Nelson Urdaneta
Chief Financial Officer at Kimberly-Clark
Sure, Dara. So let me start by echoing what Mike said. I mean, we're very proud of how our teams have executed in the first half of the year. I mean, we've gained momentum on a number of fronts relative to our Powering Care strategy. As a reminder, I mean, as we think about margins, our main focus is on driving profit dollars growth. Margins for us, as we've stated, are milestones and we're moving on that progression.
Growth in the first -- in the second quarter and the first half reflected solid volume mix-driven gains. And on the third quarter -- it's a third quarter in a row that we drive positive volume mix. Importantly, in some of our largest, most profitable geographies like the U.S., China and the UK, we saw solid volume mix growth, which is something we've been focusing on. And as Mike said, I mean, it is the key for our long term algorithm.

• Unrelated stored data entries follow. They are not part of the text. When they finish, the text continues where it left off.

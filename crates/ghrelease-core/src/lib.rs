//! ghrelease core library
//!
//! Release notes from git history and closed issues, plus release
//! management, behind tracker-agnostic traits.

pub mod cache;
pub mod config;
pub mod creator;
pub mod domain;
pub mod extract;
pub mod fakes;
pub mod format;
pub mod git;
pub mod notes;
pub mod obs;
pub mod output;
pub mod policy;
pub mod range;
pub mod releaser;
pub mod remote;
pub mod service;
pub mod telemetry;
pub mod tracker;

pub use domain::{
    AssetChanges, Commit, CommitAuthor, Contributor, Issue, IssueReference, LabelConfig,
    LabelsPolicy, NewRelease, Release, ReleaseAsset, ReleaseChanges, ReleaseError,
    ReleaseSelector, RemoteIssue, Result,
};

pub use cache::ReleaseNotesCache;
pub use config::{ConfigSource, ReleaseNotesConfig};
pub use creator::ReleaseNotesCreator;
pub use format::{
    FormattedReleaseNotes, MarkdownFormatter, PlainTextFormatter, ReleaseNotesFormat,
    ReleaseNotesFormatter,
};
pub use git::{is_git_repo, GitRepository, LocalRepository, Remote, Tag};
pub use notes::{LabelGroup, ReleaseNotes};
pub use output::OutputMode;
pub use range::{resolve_range, CommitRange};
pub use releaser::Releaser;
pub use remote::GitHubRepository;
pub use service::{NotesRequest, ReleaseNotesService};
pub use telemetry::init_tracing;
pub use tracker::{fetch_issues, IssueTracker, ReleaseApi};

/// Re-exported so callers can pass cancellation without depending on
/// `tokio-util` directly.
pub use tokio_util::sync::CancellationToken;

We delivered more than half of our profit dollar objectives for the year in the first half and this actually gives us flexibility for the second half to further invest in strengthening our brands and our innovation pipeline, especially as we manage through some of the challenges in the macro environment and some of the increase -- the consumer pressure that we're all seeing. As we think of cadence of first half, second half on the top line, we would expect the second half to grow at a similar pace of what we saw in the second quarter with again volume and mix, key drivers of growth, while pricing will continue to play a lesser role sequentially.
As to profits, four things to keep in mind. First one, productivity delivery. It's been solid in the first half and ahead of our original plans, given timing of some of the projects. So we do expect a lower absolute dollar productivity delivery in the second half, but still very strong on the year.
Secondly, pricing, net of costs. It's been strong and favorable in the first half due to timing of pricing actions relative to costs. And you got to take into account Argentina, which again, a lot of the hits that we took on the currency were in the second half of last year. So we're going to be lapping that as we head into the second half of this year. For the balance of the year, we expect pricing at a cost benefits to taper off. However, it's important to reiterate that on a full year basis, we expect to be at least pricing that are cost-neutral.
The third aspect is timing of investments. In the back half of the year, we expect to step up investments behind our brands, given timing of some of the innovation programs that we have. As a reminder, on the first half of the year, our spend on our brands was approximately 6% of sales. Heading into the second half, this number is going to be closer to 7% as we take advantage of our strong first half and we strengthen the overall investment profile, setting up the time for us to continue growing sustainably in years to come.
And then last but not least is the divestiture of our personal protective equipment. We expect it to be a headwind in terms of profits of around 180 basis points in the second half of the year. We didn't have that in the first half of the year.
Two more things as you think of EPS. Equity method investment income, while it grew in the first half of the year, some of it had to do not just with the underlying performance of our equity method investments, it also had to do with the strength of the Mexican peso in the first half year-on-year. That's going to revert in the second half of the year, and we expect the net equity investment to be largely flat in the second half of the year. And the other item on EPS is the effective -- the adjusted effective tax rate. For the full year, we're now projecting 23% to 24% adjusted effective tax rate. And for the first half, our adjusted effective tax rate was 22.3%.
So when you combine all those factors, that gives you the cadence of how we're looking at the first half and second half.